The PGA Tour made a huge announcement on Wednesday, revealing that it has finalized a deal with Strategic Sports Group (SSG) to invest up to $3 billion into a new for-profit commercial entity called PGA Tour Enterprises.
SSG is a consortium made up of some of the wealthiest sports team owners in the US, including the owners of the Boston Red Sox, Atlanta Falcons and New York Mets.
- The PGA Tour has finalized a deal with Strategic Sports Group (SSG) to invest up to $3 billion into a new for-profit entity called PGA Tour Enterprises
- SSG is a consortium of billionaire sports team owners led by Fenway Sports Group
- Nearly 200 PGA Tour players will have access to over $1.5 billion in equity grants in PGA Tour Enterprises
- Equity grants will be based on a tiered system taking into account players’ career accomplishments, recent achievements, participation, etc.
- Separate negotiations are still ongoing between the PGA Tour, DP World Tour, and Saudi Arabia’s Public Investment Fund regarding a potential investment
Under the terms of the agreement, SSG will make an initial investment of $1.5 billion into PGA Tour Enterprises, with the potential to invest another $1.5 billion down the line. Nearly 200 PGA Tour players will also be given access to over $1.5 billion in equity grants in the new venture.
Equity grants will be determined using a tiered system based on players’ career accomplishments, recent achievements, future participation and PGA Tour membership status. This groundbreaking arrangement makes PGA Tour golfers partial owners of the commercial arm of their sport. Player directors on the PGA Tour policy board unanimously approved the SSG deal.
The PGA Tour has finalized an agreement with Strategic Sports Group, injecting about $3 billion of cash into a new for-profit entity.
• Tom Werner & John Henry (Boston Red Sox)
• Mark Attanasio (Milwaukee Brewers)
• Arthur Blank (Atlanta Falcons)
• Wyc… pic.twitter.com/A5v8UcfAL1
— Joe Pompliano (@JoePompliano) January 31, 2024
The launch of PGA Tour Enterprises will help the PGA Tour maximize revenues across business verticals like media rights, sponsorships, licensing, experiential entertainment and more. SSG will serve as a minority owner and provide strategic guidance to grow the game globally.

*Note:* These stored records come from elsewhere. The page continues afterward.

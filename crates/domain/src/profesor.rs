// Copyright (C) 2026 Fred Clausen
// Use of this source code is governed by an MIT-style
// license that can be found in the LICENSE file or at
// https://opensource.org/licenses/MIT.

use crate::error::DomainError;
use crate::validation::{format_name, validate_correo, validate_dni, validate_full_name};

/// A professor.
///
/// Identity is the national ID (DNI). Name and email do not take part in
/// equality or hashing.
#[derive(Debug, Clone)]
pub struct Profesor {
    /// Normalized full name (two or more words).
    nombre: String,
    /// National ID: 8 digits and an uppercase check letter.
    dni: String,
    /// Email address.
    correo: String,
}

impl PartialEq for Profesor {
    fn eq(&self, other: &Self) -> bool {
        self.dni == other.dni
    }
}

impl Eq for Profesor {}

impl std::hash::Hash for Profesor {
    fn hash<H: std::hash::Hasher>(&self, state: &mut H) {
        self.dni.hash(state);
    }
}

impl Profesor {
    /// Creates a new `Profesor`.
    ///
    /// # Arguments
    ///
    /// * `nombre` - Full name; normalized to single spaces and capitalized words
    /// * `dni` - National ID; the check letter is verified
    /// * `correo` - Email address
    ///
    /// # Errors
    ///
    /// Returns `DomainError::Missing` if any field is blank, or the
    /// invalid-argument variant for the first field that breaks its rule.
    pub fn new(nombre: &str, dni: &str, correo: &str) -> Result<Self, DomainError> {
        validate_full_name(nombre)?;
        let dni: String = validate_dni(dni)?;
        validate_correo(correo)?;

        Ok(Self {
            nombre: format_name(nombre),
            dni,
            correo: correo.trim().to_string(),
        })
    }

    /// Creates a placeholder professor carrying only the identity key.
    ///
    /// # Errors
    ///
    /// Returns an error if the national ID is blank or invalid.
    pub fn ficticio(dni: &str) -> Result<Self, DomainError> {
        Self::new("Jaime El Poderoso", dni, "jaimeelpoderoso@ficticio.com")
    }

    /// Returns the normalized name.
    #[must_use]
    pub fn nombre(&self) -> &str {
        &self.nombre
    }

    /// Returns the national ID.
    #[must_use]
    pub fn dni(&self) -> &str {
        &self.dni
    }

    /// Returns the email address.
    #[must_use]
    pub fn correo(&self) -> &str {
        &self.correo
    }

    /// Replaces the national ID after validating it.
    ///
    /// On failure the professor is left unchanged.
    ///
    /// # Errors
    ///
    /// Returns an error if the new ID is blank, malformed, or fails the checksum.
    pub fn set_dni(&mut self, dni: &str) -> Result<(), DomainError> {
        self.dni = validate_dni(dni)?;
        Ok(())
    }

    /// Returns the uppercase initial of every word of the name.
    #[must_use]
    pub fn iniciales(&self) -> String {
        self.nombre
            .split(' ')
            .filter_map(|palabra| palabra.chars().next())
            .flat_map(char::to_uppercase)
            .collect()
    }
}

impl std::fmt::Display for Profesor {
    fn fmt(&self, f: &mut std::fmt::Formatter<'_>) -> std::fmt::Result {
        write!(
            f,
            "nombre={} ({}), DNI={}, correo={}",
            self.nombre,
            self.iniciales(),
            self.dni,
            self.correo
        )
    }
}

Importantly, this deal is separate from ongoing high-stakes negotiations between the PGA Tour, DP World Tour and Saudi Arabia’s sovereign wealth fund regarding a potential investment. The parties had signed a “framework agreement” last June to potentially combine commercial assets but blew past the initial Dec 31 deadline to finalize terms. Discussions are said to be continuing positively, albeit slowly.
Bringing SSG on board gives the PGA Tour vital leverage and independence during these sensitive talks with the Saudi Public Investment Fund. It also helps the tour boost prize money to be more competitive with the rival Saudi-backed LIV Golf league without being reliant on financing from Saudi Arabia.

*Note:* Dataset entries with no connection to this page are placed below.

// Copyright (C) 2026 Fred Clausen
// Use of this source code is governed by an MIT-style
// license that can be found in the LICENSE file or at
// https://opensource.org/licenses/MIT.

use std::cmp::Ordering;
use tutorias_domain::{Alumno, Cita, Sesion, Tutoria, format_fecha, format_hora};

/// An entity that can be held by a `Repository`.
///
/// Uniqueness inside a repository follows the entity's `PartialEq`, which
/// compares identity keys only.
pub trait Entity: Clone + PartialEq {
    /// Human-readable name of the entity kind, used in errors and logs.
    const KIND: &'static str;

    /// Renders the identity key for errors and logs.
    fn identity(&self) -> String;

    /// Order used by unfiltered listings.
    fn listing_order(&self, other: &Self) -> Ordering;
}

impl Entity for Alumno {
    const KIND: &'static str = "student";

    fn identity(&self) -> String {
        self.correo().to_string()
    }

    fn listing_order(&self, other: &Self) -> Ordering {
        self.correo().cmp(other.correo())
    }
}

impl Entity for Tutoria {
    const KIND: &'static str = "tutoring group";

    fn identity(&self) -> String {
        format!("{}/{}", self.profesor().dni(), self.nombre())
    }

    fn listing_order(&self, other: &Self) -> Ordering {
        cmp_tutorias(self, other)
    }
}

impl Entity for Sesion {
    const KIND: &'static str = "session";

    fn identity(&self) -> String {
        format!("{}/{}", self.tutoria().identity(), format_fecha(self.fecha()))
    }

    fn listing_order(&self, other: &Self) -> Ordering {
        cmp_sesiones(self, other)
    }
}

impl Entity for Cita {
    const KIND: &'static str = "appointment";

    fn identity(&self) -> String {
        format!(
            "{}/{}/{}",
            self.sesion().identity(),
            format_hora(self.hora()),
            self.alumno().correo()
        )
    }

    fn listing_order(&self, other: &Self) -> Ordering {
        cmp_sesiones(self.sesion(), other.sesion()).then_with(|| self.hora().cmp(&other.hora()))
    }
}

/// Professor ID, then group name.
fn cmp_tutorias(a: &Tutoria, b: &Tutoria) -> Ordering {
    a.profesor()
        .dni()
        .cmp(b.profesor().dni())
        .then_with(|| a.nombre().cmp(b.nombre()))
}

/// Group order, then session date.
fn cmp_sesiones(a: &Sesion, b: &Sesion) -> Ordering {
    cmp_tutorias(a.tutoria(), b.tutoria()).then_with(|| a.fecha().cmp(&b.fecha()))
}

PGA Tour Commissioner Jay Monahan extolled the SSG deal as a “monumental day for our organization.” He told players on a conference call that part of the new investment will focus on the tour’s global expansion, digital innovation and data capabilities.
SSG’s consortium of owners features some huge names in sports, like John Henry of the Boston Red Sox, Arthur Blank of the Atlanta Falcons and Steve Cohen of the New York Mets. The group reportedly beat out 26 other investment bids through an extensive selection process.

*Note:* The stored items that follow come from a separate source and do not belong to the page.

// Copyright (C) 2026 Fred Clausen
// Use of this source code is governed by an MIT-style
// license that can be found in the LICENSE file or at
// https://opensource.org/licenses/MIT.

//! Flat-file record store.
//!
//! A store file holds one JSON frame per line: a `Record` frame per entity in
//! collection order, followed by a single `End` frame. A file without the end
//! marker was cut short by an interrupted write and is read as far as it goes.

use crate::data_models::{Frame, StoredRecord};
use crate::error::PersistenceError;
use std::fs::{self, File};
use std::io::{BufRead, BufReader, BufWriter, ErrorKind, Write};
use std::marker::PhantomData;
use std::path::{Path, PathBuf};
use tracing::{debug, warn};
use tutorias::{LoadedRecords, RecordStore, StoreError};

/// A record store backed by a single file.
#[derive(Debug)]
pub struct FileStore<T> {
    name: String,
    path: PathBuf,
    _entity: PhantomData<fn() -> T>,
}

impl<T: StoredRecord> FileStore<T> {
    /// Creates a store for `path`. The file is not touched until used.
    #[must_use]
    pub fn new<P: AsRef<Path>>(name: &str, path: P) -> Self {
        Self {
            name: name.to_string(),
            path: path.as_ref().to_path_buf(),
            _entity: PhantomData,
        }
    }

    /// Returns the path of the store file.
    #[must_use]
    pub fn path(&self) -> &Path {
        &self.path
    }

    fn read_all(&self) -> Result<LoadedRecords<T>, PersistenceError> {
        let file: File = match File::open(&self.path) {
            Ok(file) => file,
            Err(err) if err.kind() == ErrorKind::NotFound => {
                return Err(PersistenceError::StoreNotFound(
                    self.path.display().to_string(),
                ));
            }
            Err(err) => return Err(err.into()),
        };

        let mut loaded: LoadedRecords<T> = LoadedRecords::new();
        let mut complete: bool = false;

        for (index, line) in BufReader::new(file).split(b'\n').enumerate() {
            let line: Vec<u8> = line?;
            let numero: usize = index + 1;

            if complete {
                loaded
                    .skipped
                    .push(format!("line {numero}: content after end marker"));
                continue;
            }
            if line.iter().all(u8::is_ascii_whitespace) {
                continue;
            }

            match decode_line::<T>(&line) {
                Ok(Some(record)) => loaded.records.push(record),
                Ok(None) => complete = true,
                Err(err) => loaded.skipped.push(format!("line {numero}: {err}")),
            }
        }

        if !complete {
            warn!(
                store = %self.name,
                path = %self.path.display(),
                read = loaded.records.len(),
                "Store has no end marker, it was probably truncated"
            );
        }

        Ok(loaded)
    }

    fn write_all(&self, records: &[T]) -> Result<(), PersistenceError> {
        if let Some(dir) = self.path.parent().filter(|d| !d.as_os_str().is_empty()) {
            fs::create_dir_all(dir)?;
        }

        let temp_path: PathBuf = self.temp_path();
        if let Err(err) = write_frames(&temp_path, records)
            .and_then(|()| fs::rename(&temp_path, &self.path).map_err(PersistenceError::from))
        {
            // The previous store file is still intact.
            let _ = fs::remove_file(&temp_path);
            return Err(err);
        }
        debug!(
            store = %self.name,
            path = %self.path.display(),
            written = records.len(),
            "Replaced store file"
        );
        Ok(())
    }

    fn temp_path(&self) -> PathBuf {
        let mut file_name = self
            .path
            .file_name()
            .map(std::ffi::OsStr::to_os_string)
            .unwrap_or_default();
        file_name.push(".tmp");
        self.path.with_file_name(file_name)
    }
}

/// Writes every record and the end marker to `path`, then syncs it.
fn write_frames<T: StoredRecord>(path: &Path, records: &[T]) -> Result<(), PersistenceError> {
    let mut writer: BufWriter<File> = BufWriter::new(File::create(path)?);
    for record in records {
        serde_json::to_writer(&mut writer, &Frame::Record(record.to_record()))?;
        writer.write_all(b"\n")?;
    }
    serde_json::to_writer(&mut writer, &Frame::<T::Record>::End)?;
    writer.write_all(b"\n")?;

    let file: File = writer
        .into_inner()
        .map_err(|e| PersistenceError::Io(e.error().to_string()))?;
    file.sync_all()?;
    Ok(())
}

/// Decodes one line. `Ok(None)` is the end marker.
///
/// Bytes that are not UTF-8 fail here like any other malformed line.
fn decode_line<T: StoredRecord>(line: &[u8]) -> Result<Option<T>, PersistenceError> {
    match serde_json::from_slice::<Frame<T::Record>>(line)? {
        Frame::Record(record) => T::from_record(record).map(Some),
        Frame::End => Ok(None),
    }
}

impl<T: StoredRecord> RecordStore<T> for FileStore<T> {
    fn name(&self) -> &str {
        &self.name
    }

    fn load(&self) -> Result<LoadedRecords<T>, StoreError> {
        Ok(self.read_all()?)
    }

    fn save(&self, records: &[T]) -> Result<(), StoreError> {
        Ok(self.write_all(records)?)
    }
}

With the 2024 golf season now officially underway, the PGA Tour appears to have gained major financial firepower through SSG’s record capital infusion. Leveraging the business expertise of SSG’s owners, PGA Tour Enterprises seems poised to take the commercial side of the sport to new heights. Whether or not this affects ongoing talks with LIV Golf and the Saudi PIF remains to be seen.